■ What you need to do: The only thing to report is how many lines of the data contain the word "JsonRenderer".

■ Dataset:
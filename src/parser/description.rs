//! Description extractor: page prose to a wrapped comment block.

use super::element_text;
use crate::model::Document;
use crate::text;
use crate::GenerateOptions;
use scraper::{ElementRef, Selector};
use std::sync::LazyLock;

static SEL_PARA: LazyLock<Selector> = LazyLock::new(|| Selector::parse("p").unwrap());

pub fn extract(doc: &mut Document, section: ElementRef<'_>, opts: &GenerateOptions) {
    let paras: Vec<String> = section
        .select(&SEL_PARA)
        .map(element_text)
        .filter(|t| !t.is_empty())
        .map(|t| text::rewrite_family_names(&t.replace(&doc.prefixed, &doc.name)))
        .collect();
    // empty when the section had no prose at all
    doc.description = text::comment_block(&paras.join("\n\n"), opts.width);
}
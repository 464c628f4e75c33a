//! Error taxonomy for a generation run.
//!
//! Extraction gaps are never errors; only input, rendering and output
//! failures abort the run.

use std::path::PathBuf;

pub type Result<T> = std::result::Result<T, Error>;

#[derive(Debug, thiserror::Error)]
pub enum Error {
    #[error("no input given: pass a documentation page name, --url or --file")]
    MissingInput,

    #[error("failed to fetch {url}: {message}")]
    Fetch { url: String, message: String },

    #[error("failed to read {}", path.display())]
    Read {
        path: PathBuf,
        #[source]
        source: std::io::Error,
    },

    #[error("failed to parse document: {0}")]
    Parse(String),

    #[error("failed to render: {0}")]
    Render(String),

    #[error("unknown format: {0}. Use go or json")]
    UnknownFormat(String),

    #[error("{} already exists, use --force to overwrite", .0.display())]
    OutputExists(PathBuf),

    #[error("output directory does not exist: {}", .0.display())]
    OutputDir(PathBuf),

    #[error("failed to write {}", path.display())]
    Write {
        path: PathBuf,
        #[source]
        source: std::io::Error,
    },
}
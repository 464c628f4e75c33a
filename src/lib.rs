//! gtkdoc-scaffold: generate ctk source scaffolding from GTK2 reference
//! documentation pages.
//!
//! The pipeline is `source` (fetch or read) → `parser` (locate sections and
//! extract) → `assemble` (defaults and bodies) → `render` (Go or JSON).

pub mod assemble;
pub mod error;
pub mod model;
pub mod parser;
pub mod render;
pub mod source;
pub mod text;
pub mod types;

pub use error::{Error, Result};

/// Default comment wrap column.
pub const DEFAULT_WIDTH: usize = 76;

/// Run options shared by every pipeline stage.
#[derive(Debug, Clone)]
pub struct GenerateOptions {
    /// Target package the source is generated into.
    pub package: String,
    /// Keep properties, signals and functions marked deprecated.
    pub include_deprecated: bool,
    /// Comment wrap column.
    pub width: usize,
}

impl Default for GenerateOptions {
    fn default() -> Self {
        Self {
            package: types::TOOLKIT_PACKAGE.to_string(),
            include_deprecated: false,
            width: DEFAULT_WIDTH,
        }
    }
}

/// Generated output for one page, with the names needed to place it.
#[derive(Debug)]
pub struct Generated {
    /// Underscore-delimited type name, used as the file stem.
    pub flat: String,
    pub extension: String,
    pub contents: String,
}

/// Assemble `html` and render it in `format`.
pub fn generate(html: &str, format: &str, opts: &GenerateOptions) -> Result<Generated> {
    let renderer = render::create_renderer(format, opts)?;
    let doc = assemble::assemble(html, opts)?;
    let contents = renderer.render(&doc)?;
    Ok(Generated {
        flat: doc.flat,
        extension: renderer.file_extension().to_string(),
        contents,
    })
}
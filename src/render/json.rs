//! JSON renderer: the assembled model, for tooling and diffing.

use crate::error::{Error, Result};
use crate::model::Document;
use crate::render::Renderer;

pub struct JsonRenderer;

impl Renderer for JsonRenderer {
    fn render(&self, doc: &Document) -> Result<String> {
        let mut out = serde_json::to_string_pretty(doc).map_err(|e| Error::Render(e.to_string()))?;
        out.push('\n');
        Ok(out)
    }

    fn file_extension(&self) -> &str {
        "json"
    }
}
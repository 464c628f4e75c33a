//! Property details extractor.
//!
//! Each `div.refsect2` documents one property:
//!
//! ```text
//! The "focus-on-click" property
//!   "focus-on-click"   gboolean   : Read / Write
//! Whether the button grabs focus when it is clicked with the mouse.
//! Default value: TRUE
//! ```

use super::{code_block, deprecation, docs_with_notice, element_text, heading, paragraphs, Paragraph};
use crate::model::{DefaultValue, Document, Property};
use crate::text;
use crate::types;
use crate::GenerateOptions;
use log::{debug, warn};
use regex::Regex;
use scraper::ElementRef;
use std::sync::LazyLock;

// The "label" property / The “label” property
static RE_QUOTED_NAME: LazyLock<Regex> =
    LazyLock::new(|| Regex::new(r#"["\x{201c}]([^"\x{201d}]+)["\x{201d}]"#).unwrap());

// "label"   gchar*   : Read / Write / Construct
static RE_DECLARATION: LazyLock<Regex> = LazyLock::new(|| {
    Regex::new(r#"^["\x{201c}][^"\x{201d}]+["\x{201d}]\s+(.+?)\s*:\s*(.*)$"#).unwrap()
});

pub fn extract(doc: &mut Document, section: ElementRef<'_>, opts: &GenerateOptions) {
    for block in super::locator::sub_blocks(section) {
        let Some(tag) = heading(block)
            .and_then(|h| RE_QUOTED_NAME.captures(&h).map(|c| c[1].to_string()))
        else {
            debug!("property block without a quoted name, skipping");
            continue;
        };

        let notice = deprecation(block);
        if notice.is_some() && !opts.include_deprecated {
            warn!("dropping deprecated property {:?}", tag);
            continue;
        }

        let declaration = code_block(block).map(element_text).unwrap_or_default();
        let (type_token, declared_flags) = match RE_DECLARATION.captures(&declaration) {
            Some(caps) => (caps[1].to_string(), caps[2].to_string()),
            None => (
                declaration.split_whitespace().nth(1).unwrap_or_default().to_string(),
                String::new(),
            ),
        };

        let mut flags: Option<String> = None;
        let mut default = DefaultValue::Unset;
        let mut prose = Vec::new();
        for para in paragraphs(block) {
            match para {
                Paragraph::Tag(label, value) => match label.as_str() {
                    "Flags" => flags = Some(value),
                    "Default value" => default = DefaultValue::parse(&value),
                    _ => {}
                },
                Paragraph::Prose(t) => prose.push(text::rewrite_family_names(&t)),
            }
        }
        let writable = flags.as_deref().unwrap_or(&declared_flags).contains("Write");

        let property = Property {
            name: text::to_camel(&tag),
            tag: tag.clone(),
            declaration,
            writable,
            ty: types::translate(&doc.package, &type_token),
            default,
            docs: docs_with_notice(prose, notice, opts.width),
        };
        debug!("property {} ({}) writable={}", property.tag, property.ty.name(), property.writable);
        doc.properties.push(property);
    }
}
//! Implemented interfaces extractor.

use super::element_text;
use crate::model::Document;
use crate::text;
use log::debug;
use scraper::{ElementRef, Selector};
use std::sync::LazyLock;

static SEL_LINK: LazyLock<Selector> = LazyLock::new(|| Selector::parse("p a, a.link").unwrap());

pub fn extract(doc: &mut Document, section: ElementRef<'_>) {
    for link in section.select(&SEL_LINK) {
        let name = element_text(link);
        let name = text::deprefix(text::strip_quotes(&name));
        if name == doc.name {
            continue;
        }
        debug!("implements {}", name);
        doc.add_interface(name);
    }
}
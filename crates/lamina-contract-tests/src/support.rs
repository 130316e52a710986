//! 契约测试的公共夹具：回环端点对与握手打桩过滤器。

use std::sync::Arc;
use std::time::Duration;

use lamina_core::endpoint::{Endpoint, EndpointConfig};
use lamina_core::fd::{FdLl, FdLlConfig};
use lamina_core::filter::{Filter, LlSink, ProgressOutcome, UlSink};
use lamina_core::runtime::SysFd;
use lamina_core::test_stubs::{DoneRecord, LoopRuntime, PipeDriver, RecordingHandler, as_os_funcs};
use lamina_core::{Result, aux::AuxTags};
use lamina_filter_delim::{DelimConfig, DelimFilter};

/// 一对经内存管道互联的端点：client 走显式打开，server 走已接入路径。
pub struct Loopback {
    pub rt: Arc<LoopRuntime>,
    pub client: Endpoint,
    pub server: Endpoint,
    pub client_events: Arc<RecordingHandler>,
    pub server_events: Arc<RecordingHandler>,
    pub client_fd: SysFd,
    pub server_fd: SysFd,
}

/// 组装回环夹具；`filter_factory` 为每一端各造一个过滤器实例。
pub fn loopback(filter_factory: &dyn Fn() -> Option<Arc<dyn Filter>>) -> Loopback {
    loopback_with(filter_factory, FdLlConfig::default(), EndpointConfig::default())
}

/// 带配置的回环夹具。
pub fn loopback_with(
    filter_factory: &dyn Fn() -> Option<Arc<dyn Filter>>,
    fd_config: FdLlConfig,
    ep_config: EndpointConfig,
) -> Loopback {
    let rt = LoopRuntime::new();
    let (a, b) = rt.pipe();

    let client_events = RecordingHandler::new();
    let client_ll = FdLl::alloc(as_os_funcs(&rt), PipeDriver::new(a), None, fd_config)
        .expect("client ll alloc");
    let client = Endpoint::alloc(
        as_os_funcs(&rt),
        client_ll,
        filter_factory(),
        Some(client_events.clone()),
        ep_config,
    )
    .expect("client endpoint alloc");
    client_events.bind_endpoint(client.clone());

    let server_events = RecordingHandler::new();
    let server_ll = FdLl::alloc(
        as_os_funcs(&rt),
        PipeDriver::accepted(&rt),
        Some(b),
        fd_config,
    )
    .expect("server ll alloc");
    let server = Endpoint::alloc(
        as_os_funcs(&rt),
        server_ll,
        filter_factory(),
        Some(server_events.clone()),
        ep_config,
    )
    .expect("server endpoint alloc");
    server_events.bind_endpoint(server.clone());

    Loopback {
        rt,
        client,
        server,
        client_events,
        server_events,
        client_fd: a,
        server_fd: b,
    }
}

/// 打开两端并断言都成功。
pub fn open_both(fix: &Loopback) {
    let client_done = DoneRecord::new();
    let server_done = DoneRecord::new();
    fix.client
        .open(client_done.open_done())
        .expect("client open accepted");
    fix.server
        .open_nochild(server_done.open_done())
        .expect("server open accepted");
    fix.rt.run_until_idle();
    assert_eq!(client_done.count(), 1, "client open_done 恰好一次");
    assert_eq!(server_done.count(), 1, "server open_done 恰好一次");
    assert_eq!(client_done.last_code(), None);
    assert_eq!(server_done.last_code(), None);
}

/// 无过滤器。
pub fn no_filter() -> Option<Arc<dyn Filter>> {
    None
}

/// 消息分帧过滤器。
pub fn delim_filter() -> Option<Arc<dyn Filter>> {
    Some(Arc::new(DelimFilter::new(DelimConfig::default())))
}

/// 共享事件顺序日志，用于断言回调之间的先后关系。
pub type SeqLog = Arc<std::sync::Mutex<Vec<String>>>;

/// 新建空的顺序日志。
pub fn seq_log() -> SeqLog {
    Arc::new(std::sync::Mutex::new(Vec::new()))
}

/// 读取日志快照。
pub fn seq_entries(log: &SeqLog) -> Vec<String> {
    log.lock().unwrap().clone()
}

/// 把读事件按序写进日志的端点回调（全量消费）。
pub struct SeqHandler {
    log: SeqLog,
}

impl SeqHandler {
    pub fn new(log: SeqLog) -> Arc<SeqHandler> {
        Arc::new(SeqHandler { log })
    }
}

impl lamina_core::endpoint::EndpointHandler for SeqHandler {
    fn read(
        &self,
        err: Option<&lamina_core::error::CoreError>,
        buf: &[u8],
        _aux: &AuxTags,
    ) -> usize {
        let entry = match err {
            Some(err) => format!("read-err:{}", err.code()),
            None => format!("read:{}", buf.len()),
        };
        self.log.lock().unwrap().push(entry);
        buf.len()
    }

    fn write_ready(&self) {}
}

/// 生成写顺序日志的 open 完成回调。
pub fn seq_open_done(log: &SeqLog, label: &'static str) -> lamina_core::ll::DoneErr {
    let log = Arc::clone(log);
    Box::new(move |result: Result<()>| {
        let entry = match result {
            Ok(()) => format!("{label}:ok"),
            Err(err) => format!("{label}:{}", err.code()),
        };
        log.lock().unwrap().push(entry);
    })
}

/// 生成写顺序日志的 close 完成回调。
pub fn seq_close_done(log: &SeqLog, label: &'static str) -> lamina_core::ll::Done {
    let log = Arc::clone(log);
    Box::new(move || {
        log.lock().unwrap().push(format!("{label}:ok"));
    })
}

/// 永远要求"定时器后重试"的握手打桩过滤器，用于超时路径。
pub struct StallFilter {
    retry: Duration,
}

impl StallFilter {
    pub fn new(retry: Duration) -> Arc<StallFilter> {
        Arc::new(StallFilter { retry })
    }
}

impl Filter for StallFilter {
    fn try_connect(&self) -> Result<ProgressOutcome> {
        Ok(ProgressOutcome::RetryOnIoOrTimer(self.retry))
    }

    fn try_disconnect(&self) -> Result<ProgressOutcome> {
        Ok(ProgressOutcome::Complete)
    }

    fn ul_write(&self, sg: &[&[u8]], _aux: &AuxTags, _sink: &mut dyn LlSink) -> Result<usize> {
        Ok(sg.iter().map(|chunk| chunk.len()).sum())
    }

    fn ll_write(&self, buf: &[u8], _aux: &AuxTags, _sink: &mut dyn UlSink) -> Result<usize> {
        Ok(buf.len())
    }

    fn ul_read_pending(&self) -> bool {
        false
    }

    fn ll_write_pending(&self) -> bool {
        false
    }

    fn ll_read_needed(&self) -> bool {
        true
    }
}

■ Task result: 2